Le soleil était là qui mourait dans l'abîme. L'astre, au fond du brouillard, sans air qui le ranime, Se refroidissait, morne et lentement détruit. On voyait sa rondeur sinistre dans la nuit ; Et l'on voyait décroître, en ce silence sombre, Ses ulcères de feu sous une lèpre d'ombre. Charbon d'un monde éteint ! flambeau soufflé par Dieu ! Ses crevasses montraient encore un peu de feu. Comme si par les trous du crâne on eût vu l'âme. Au centre palpitait et rampait une flamme Qui par instants léchait les bords extérieurs, Et de chaque cratère il sortait des lueurs Qui frissonnaient ainsi que de flamboyants glaives, Et s'évanouissaient sans bruit comme des rêves. L'astre était presque noir. L'archange était si las Qu'il n'avait plus de voix et plus de souffle, hélas ! Et l'astre agonisait sous ses regards farouches. Il mourait, il luttait.
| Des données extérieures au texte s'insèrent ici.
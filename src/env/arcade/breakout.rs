use burn::config::Config;
use log::warn;
use rand::{rngs::StdRng, Rng};

use crate::{
    common::{
        errors::Result,
        spaces::{Discrete, Space},
        utils::seeded_rng,
    },
    env::{
        base::{Env, EnvObservation, EnvSpec, Info, Metadata, RewardRange},
        render::{render_header, RenderMode},
    },
};

use super::{
    arcade_metadata, screen_space, Framebuffer, Rgb, BLUE, GREEN, MAX_ARCADE_STEPS, ORANGE,
    PURPLE, RED, WHITE, YELLOW,
};

pub const NOOP: usize = 0;
pub const FIRE: usize = 1;
pub const RIGHT: usize = 2;
pub const LEFT: usize = 3;

const SCREEN_WIDTH: f64 = Framebuffer::WIDTH as f64;
const SCREEN_HEIGHT: f64 = Framebuffer::HEIGHT as f64;

const PADDLE_SPEED: f64 = 5.0;
const BALL_SPEED: f64 = 3.0;
const PADDLE_HEIGHT: f64 = 4.0;
const PADDLE_WIDTH: f64 = 16.0;
const PADDLE_Y: f64 = SCREEN_HEIGHT - 20.0;
const BALL_SIZE: f64 = 2.0;
const BALL_REST_Y: f64 = SCREEN_HEIGHT - 30.0;

const BRICK_WIDTH: f64 = 8.0;
const BRICK_HEIGHT: f64 = 6.0;
const BRICK_START_Y: f64 = 60.0;
pub const BRICK_ROWS: usize = 6;
pub const BRICK_COLS: usize = 18;

const CLEAR_BONUS: f64 = 100.0;
const ROW_COLORS: [Rgb; BRICK_ROWS] = [RED, ORANGE, YELLOW, GREEN, BLUE, PURPLE];

#[derive(Config)]
pub struct BreakoutConfig {
    #[config(default = 5)]
    pub lives: usize,
    #[config(default = "MAX_ARCADE_STEPS")]
    pub max_steps: usize,
    pub seed: Option<u64>,
}

impl BreakoutConfig {
    pub fn init(&self) -> Result<BreakoutEnv> {
        let mut env = BreakoutEnv {
            ball_x: 0.0,
            ball_y: 0.0,
            ball_vel_x: 0.0,
            ball_vel_y: 0.0,
            paddle_x: 0.0,
            ball_stuck: true,
            bricks: [[true; BRICK_COLS]; BRICK_ROWS],
            score: 0,
            lives: self.lives,
            steps: 0,
            steps_beyond_done: None,
            start_lives: self.lives,
            max_steps: self.max_steps,
            screen: Framebuffer::new(),
            rng: seeded_rng(self.seed),
            action_space: Discrete::new(4)?.into(),
            observation_space: screen_space()?,
        };
        env.reset();

        Ok(env)
    }
}

/// Brick breaking with a 6x18 wall. The ball starts resting on the paddle and
/// is launched with FIRE; higher rows are worth more.
#[derive(Debug, Clone)]
pub struct BreakoutEnv {
    ball_x: f64,
    ball_y: f64,
    ball_vel_x: f64,
    ball_vel_y: f64,
    paddle_x: f64,
    ball_stuck: bool,
    bricks: [[bool; BRICK_COLS]; BRICK_ROWS],
    score: usize,
    lives: usize,
    steps: usize,
    steps_beyond_done: Option<usize>,

    start_lives: usize,
    max_steps: usize,

    screen: Framebuffer,
    rng: StdRng,
    action_space: Space,
    observation_space: Space,
}

/// Points for breaking a brick in `row`, counted from the top.
pub fn brick_points(row: usize) -> f64 {
    (BRICK_ROWS - row + 1) as f64
}

impl BreakoutEnv {
    pub fn score(&self) -> usize {
        self.score
    }

    pub fn lives(&self) -> usize {
        self.lives
    }

    pub fn bricks_remaining(&self) -> usize {
        self.bricks.iter().flatten().filter(|b| **b).count()
    }

    fn rest_ball(&mut self) {
        self.ball_x = self.paddle_x + PADDLE_WIDTH / 2.0;
        self.ball_y = BALL_REST_Y;
        self.ball_vel_x = 0.0;
        self.ball_vel_y = 0.0;
        self.ball_stuck = true;
    }

    fn move_ball(&mut self) -> f64 {
        let mut reward = 0.0;

        self.ball_x += self.ball_vel_x;
        self.ball_y += self.ball_vel_y;

        if self.ball_x <= 0.0 || self.ball_x >= SCREEN_WIDTH - BALL_SIZE {
            self.ball_vel_x = -self.ball_vel_x;
            self.ball_x = self.ball_x.clamp(0.0, SCREEN_WIDTH - BALL_SIZE);
        }

        if self.ball_y <= 0.0 {
            self.ball_vel_y = -self.ball_vel_y;
            self.ball_y = 0.0;
        }

        let ball_bottom = self.ball_y + BALL_SIZE;
        if ball_bottom >= PADDLE_Y
            && ball_bottom <= PADDLE_Y + PADDLE_HEIGHT
            && self.ball_x + BALL_SIZE >= self.paddle_x
            && self.ball_x <= self.paddle_x + PADDLE_WIDTH
        {
            self.ball_vel_y = -self.ball_vel_y.abs();

            let offset = (self.ball_x + BALL_SIZE / 2.0) - (self.paddle_x + PADDLE_WIDTH / 2.0);
            let normalised = offset / (PADDLE_WIDTH / 2.0);
            self.ball_vel_x = normalised * BALL_SPEED * 0.75;
        }

        // the cell index truncates toward zero, like the grid it was drawn on
        let row = ((self.ball_y - BRICK_START_Y) / BRICK_HEIGHT) as i64;
        let col = (self.ball_x / BRICK_WIDTH) as i64;
        if (0..BRICK_ROWS as i64).contains(&row) && (0..BRICK_COLS as i64).contains(&col) {
            let (row, col) = (row as usize, col as usize);
            if self.bricks[row][col] {
                self.bricks[row][col] = false;
                self.ball_vel_y = -self.ball_vel_y;

                reward = brick_points(row);
                self.score += reward as usize;
            }
        }

        if self.ball_y > SCREEN_HEIGHT && self.lives > 0 {
            self.lives -= 1;
            if self.lives > 0 {
                self.rest_ball();
            }
        }

        reward
    }

    fn draw(&mut self) {
        let screen = &mut self.screen;
        screen.clear();

        for (row, bricks) in self.bricks.iter().enumerate() {
            for (col, _) in bricks.iter().enumerate().filter(|(_, b)| **b) {
                screen.fill_rect(
                    (col as f64 * BRICK_WIDTH) as i32,
                    (BRICK_START_Y + row as f64 * BRICK_HEIGHT) as i32,
                    BRICK_WIDTH as i32 - 1,
                    BRICK_HEIGHT as i32 - 1,
                    ROW_COLORS[row],
                );
            }
        }

        screen.fill_rect(
            self.paddle_x as i32,
            PADDLE_Y as i32,
            PADDLE_WIDTH as i32,
            PADDLE_HEIGHT as i32,
            WHITE,
        );

        let ball_x = if self.ball_stuck {
            self.paddle_x + PADDLE_WIDTH / 2.0 - BALL_SIZE / 2.0
        } else {
            self.ball_x
        };
        let ball_y = if self.ball_stuck {
            BALL_REST_Y
        } else {
            self.ball_y
        };
        screen.fill_rect(
            ball_x as i32,
            ball_y as i32,
            BALL_SIZE as i32,
            BALL_SIZE as i32,
            WHITE,
        );

        screen.draw_number(self.score, 10, 10, 6, WHITE);
        for i in 0..self.lives as i32 {
            screen.fill_rect(10 + i * 8, 25, 6, 3, WHITE);
        }
    }

    fn info(&self) -> Info {
        let mut info = Info::new();
        info.insert("score".to_string(), self.score.into());
        info.insert("lives".to_string(), self.lives.into());
        info.insert("ball_x".to_string(), self.ball_x.into());
        info.insert("ball_y".to_string(), self.ball_y.into());
        info.insert(
            "bricks_remaining".to_string(),
            self.bricks_remaining().into(),
        );

        info
    }
}

impl Env<Framebuffer, usize> for BreakoutEnv {
    fn step(&mut self, action: &usize) -> EnvObservation<Framebuffer> {
        self.steps += 1;

        match *action {
            FIRE if self.ball_stuck => {
                self.ball_stuck = false;
                self.ball_vel_x = (self.rng.gen::<f64>() - 0.5) * 2.0 * BALL_SPEED;
                self.ball_vel_y = -BALL_SPEED;
            }
            RIGHT => {
                self.paddle_x = (self.paddle_x + PADDLE_SPEED).min(SCREEN_WIDTH - PADDLE_WIDTH);
                if self.ball_stuck {
                    self.ball_x = self.paddle_x + PADDLE_WIDTH / 2.0;
                }
            }
            LEFT => {
                self.paddle_x = (self.paddle_x - PADDLE_SPEED).max(0.0);
                if self.ball_stuck {
                    self.ball_x = self.paddle_x + PADDLE_WIDTH / 2.0;
                }
            }
            _ => {}
        }

        let mut reward = if self.ball_stuck {
            0.0
        } else {
            self.move_ball()
        };

        let cleared = self.bricks_remaining() == 0;
        if cleared {
            reward += CLEAR_BONUS;
        }

        let done = self.lives == 0 || cleared || self.steps >= self.max_steps;
        if done {
            match self.steps_beyond_done {
                None => self.steps_beyond_done = Some(0),
                Some(0) => {
                    warn!("stepping Breakout after the game ended; call reset() first");
                    self.steps_beyond_done = Some(1);
                }
                Some(s) => self.steps_beyond_done = Some(s + 1),
            }
        }

        self.draw();

        EnvObservation {
            obs: self.screen.clone(),
            reward,
            done,
            info: self.info(),
        }
    }

    fn reset(&mut self) -> Framebuffer {
        self.bricks = [[true; BRICK_COLS]; BRICK_ROWS];
        self.paddle_x = SCREEN_WIDTH / 2.0 - PADDLE_WIDTH / 2.0;
        self.ball_x = SCREEN_WIDTH / 2.0;
        self.ball_y = BALL_REST_Y;
        self.ball_vel_x = 0.0;
        self.ball_vel_y = 0.0;
        self.ball_stuck = true;

        self.score = 0;
        self.lives = self.start_lives;
        self.steps = 0;
        self.steps_beyond_done = None;

        self.draw();
        self.screen.clone()
    }

    fn render(&self, mode: RenderMode) {
        if mode == RenderMode::Human {
            render_header("Breakout");
            println!("Score: {}, Lives: {}", self.score, self.lives);
            println!(
                "Ball: ({:.1}, {:.1}) Velocity: ({:.1}, {:.1})",
                self.ball_x, self.ball_y, self.ball_vel_x, self.ball_vel_y
            );
            println!("Bricks remaining: {}", self.bricks_remaining());
        }
    }

    fn seed(&mut self, seed: Option<u64>) {
        self.rng = seeded_rng(seed);
        if let Some(seed) = seed {
            self.action_space.seed(seed);
        }
    }

    fn action_space(&self) -> &Space {
        &self.action_space
    }

    fn observation_space(&self) -> &Space {
        &self.observation_space
    }

    fn reward_range(&self) -> RewardRange {
        RewardRange {
            low: 0.0,
            high: brick_points(0) + CLEAR_BONUS,
        }
    }

    fn spec(&self) -> Option<EnvSpec> {
        Some(EnvSpec::new("Breakout-v4").with_max_episode_steps(self.max_steps))
    }

    fn metadata(&self) -> Metadata {
        arcade_metadata()
    }

    fn unwrapped(&self) -> &dyn Env<Framebuffer, usize> {
        self
    }
}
Avec ses sombres bouches Dans l'obscurité froide il lançait par moments Des flots ardents, des blocs rougis, des monts fumants, Des rocs tout écumants de sa clarté première ; Comme si ce géant de vie et de lumière, Englouti par la brume où tout s'évanouit, N'eût pas voulu mourir sans insulter la nuit Et sans cracher sa lave à la face de l'ombre. Autour de lui le temps et l'espace et le nombre Et la forme et le bruit expiraient, en créant L'unité formidable et noire du néant. Le spectre Rien levait sa tête hors du gouffre.